Input:
* * * * *
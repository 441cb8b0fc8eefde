//! The install operation: ports wired into one sequential pipeline that reports through an
//! event stream.

pub mod event;
mod pipeline;

use std::path::PathBuf;

use thiserror::Error;
use tokio::sync::mpsc;
use tracing::instrument;

use self::event::{EventMetadata, EventSender, EventStream, InstallEvent, OperationResult};
use crate::{
    commands::{CommandError, CommandRunner},
    config::AppConfig,
    diagnostic::Diagnostic,
    document::DocumentError,
    fetch::{FetchError, SourceFetcher},
    fs::{FileSystem, FileSystemError, RemovalPolicy},
    local::{LocalError, LocalOutcome},
    overlay::MergeError,
    preserve::PreservedUnit,
    source::{Source, SourceOrigin, SourceParseError},
};

/// Number of progress steps one install reports
pub const INSTALL_STEPS: u32 = 13;

/// Helper for tracking progress through operation steps
#[derive(Debug, Clone)]
pub(crate) struct ProgressTracker {
    current_step: u32,
    total_steps: u32,
}

impl ProgressTracker {
    pub(crate) fn new(total_steps: u32) -> Self {
        Self {
            current_step: 0,
            total_steps,
        }
    }

    pub(crate) async fn next(&mut self, sender: &EventSender, message: impl std::fmt::Display) {
        self.current_step += 1;
        let enhanced_message = format!("{} ({}/{})", message, self.current_step, self.total_steps);
        sender
            .send_progress(self.current_step, self.total_steps, enhanced_message)
            .await;
    }
}

/// Per-run switches; everything not set here comes from [`AppConfig`]
#[derive(Debug, Clone, PartialEq, Eq)]
pub struct InstallOptions {
    /// Primary repository override (`--repo`)
    pub repository: Option<String>,
    /// Primary revision override (`--branch`)
    pub branch: Option<String>,
    /// Installation root override (`--target`)
    pub target: Option<PathBuf>,
    /// Project root override (`--local`)
    pub local: Option<PathBuf>,
    pub clean_global: bool,
    pub clean_local: bool,
    /// Keep the kernel competency and its skills across the install
    pub preserve_kernel: bool,
    pub prune: bool,
    /// Extra prune list, relative paths resolve against the project root
    pub prune_file: Option<PathBuf>,
    /// Run `git init` in the project root when it is not a repository
    pub init_git: bool,
}

impl Default for InstallOptions {
    fn default() -> Self {
        Self {
            repository: None,
            branch: None,
            target: None,
            local: None,
            clean_global: false,
            clean_local: false,
            preserve_kernel: true,
            prune: true,
            prune_file: None,
            init_git: false,
        }
    }
}

/// What a successful install did
#[derive(Debug, Clone, PartialEq, Eq)]
pub struct InstallReport {
    pub primary: Source,
    pub origin: SourceOrigin,
    pub target: PathBuf,
    pub project: PathBuf,
    pub git_initialized: bool,
    /// Sources merged into the installation, in application order (primary last)
    pub applied: Vec<Source>,
    pub skipped_secondaries: Vec<Source>,
    pub preserved: Vec<PreservedUnit>,
    pub prune_sources: Vec<PathBuf>,
    pub pruned: Vec<String>,
    pub prune_skipped: Vec<String>,
    pub collections_changed: bool,
    pub active_collection_synced: bool,
    pub kernel_manifest_generated: bool,
    pub indexes: Vec<PathBuf>,
    pub local: LocalOutcome,
    pub diagnostics: Vec<Diagnostic>,
}

/// Fatal install errors
#[derive(Error, Debug, Clone)]
pub enum InstallError {
    #[error("Invalid primary source: {0}")]
    Source(#[from] SourceParseError),

    #[error(transparent)]
    Fetch(#[from] FetchError),

    #[error(transparent)]
    Merge(#[from] MergeError),

    #[error(transparent)]
    Document(#[from] DocumentError),

    #[error(transparent)]
    FileSystem(#[from] FileSystemError),

    #[error(transparent)]
    Command(#[from] CommandError),

    #[error(transparent)]
    Local(#[from] LocalError),

    #[error("Operation aborted by user")]
    Aborted,
}

/// Primary port for the install operation
#[cfg_attr(test, mockall::automock)]
#[async_trait::async_trait]
pub trait InstallService: Send + Sync {
    /// Run an install; the stream ends with exactly one [`InstallEvent::Completed`]
    async fn install(&self, options: InstallOptions) -> EventStream;
}

/// Implementation of the [`InstallService`]
#[derive(Debug)]
pub struct InstallServiceImpl<F, SF, CR> {
    fs: F,
    fetcher: SF,
    command_runner: CR,
    config: AppConfig,
    removal: RemovalPolicy,
}

impl<F, SF, CR> InstallServiceImpl<F, SF, CR>
where
    F: FileSystem + Clone + 'static,
    SF: SourceFetcher + Clone + 'static,
    CR: CommandRunner + Clone + 'static,
{
    pub fn new(fs: F, fetcher: SF, command_runner: CR, config: AppConfig) -> Self {
        Self {
            fs,
            fetcher,
            command_runner,
            config,
            removal: RemovalPolicy::default(),
        }
    }

    #[must_use]
    pub fn with_removal_policy(mut self, removal: RemovalPolicy) -> Self {
        self.removal = removal;
        self
    }

    // Helper to create an event stream
    fn create_event_stream<H, Fut>(f: H) -> EventStream
    where
        H: FnOnce(mpsc::Sender<InstallEvent>) -> Fut + Send + 'static,
        Fut: std::future::Future<Output = ()> + Send,
    {
        let (tx, rx) = mpsc::channel(32);

        tokio::spawn(async move {
            f(tx).await;
        });

        Box::pin(futures::stream::unfold(rx, |mut rx| async move {
            rx.recv().await.map(|event| (event, rx))
        }))
    }
}

#[async_trait::async_trait]
impl<F, SF, CR> InstallService for InstallServiceImpl<F, SF, CR>
where
    F: FileSystem + Clone + std::fmt::Debug + 'static,
    SF: SourceFetcher + Clone + std::fmt::Debug + 'static,
    CR: CommandRunner + Clone + std::fmt::Debug + 'static,
{
    #[instrument(skip(self))]
    async fn install(&self, options: InstallOptions) -> EventStream {
        let fs = self.fs.clone();
        let fetcher = self.fetcher.clone();
        let command_runner = self.command_runner.clone();
        let config = self.config.clone();
        let removal = self.removal;
        let target = options
            .target
            .clone()
            .unwrap_or_else(|| config.target_directory().clone());

        Self::create_event_stream(move |tx| async move {
            let sender = EventSender::new(tx, EventMetadata::new(target));
            sender.send_started().await;

            let mut progress = ProgressTracker::new(INSTALL_STEPS);
            let deps = pipeline::Deps {
                fs: &fs,
                fetcher: &fetcher,
                runner: &command_runner,
                config: &config,
                removal: &removal,
            };
            let result = pipeline::run(deps, &options, &sender, &mut progress).await;

            if let Err(error) = &result {
                sender
                    .send_error(error.clone(), format!("Install failed: {error}"))
                    .await;
            }
            sender.send_completed(result.into()).await;
        })
    }
}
* * * * *
Print only what lies in the material above starting at the line with "Implementation of the" and ending at the line with "Box::pin(futures::stream::unfold(rx, |mut rx|", every line exactly as given.

Response box:
/// Implementation of the [`InstallService`]
#[derive(Debug)]
pub struct InstallServiceImpl<F, SF, CR> {
    fs: F,
    fetcher: SF,
    command_runner: CR,
    config: AppConfig,
    removal: RemovalPolicy,
}

impl<F, SF, CR> InstallServiceImpl<F, SF, CR>
where
    F: FileSystem + Clone + 'static,
    SF: SourceFetcher + Clone + 'static,
    CR: CommandRunner + Clone + 'static,
{
    pub fn new(fs: F, fetcher: SF, command_runner: CR, config: AppConfig) -> Self {
        Self {
            fs,
            fetcher,
            command_runner,
            config,
            removal: RemovalPolicy::default(),
        }
    }

    #[must_use]
    pub fn with_removal_policy(mut self, removal: RemovalPolicy) -> Self {
        self.removal = removal;
        self
    }

    // Helper to create an event stream
    fn create_event_stream<H, Fut>(f: H) -> EventStream
    where
        H: FnOnce(mpsc::Sender<InstallEvent>) -> Fut + Send + 'static,
        Fut: std::future::Future<Output = ()> + Send,
    {
        let (tx, rx) = mpsc::channel(32);

        tokio::spawn(async move {
            f(tx).await;
        });

        Box::pin(futures::stream::unfold(rx, |mut rx| async move {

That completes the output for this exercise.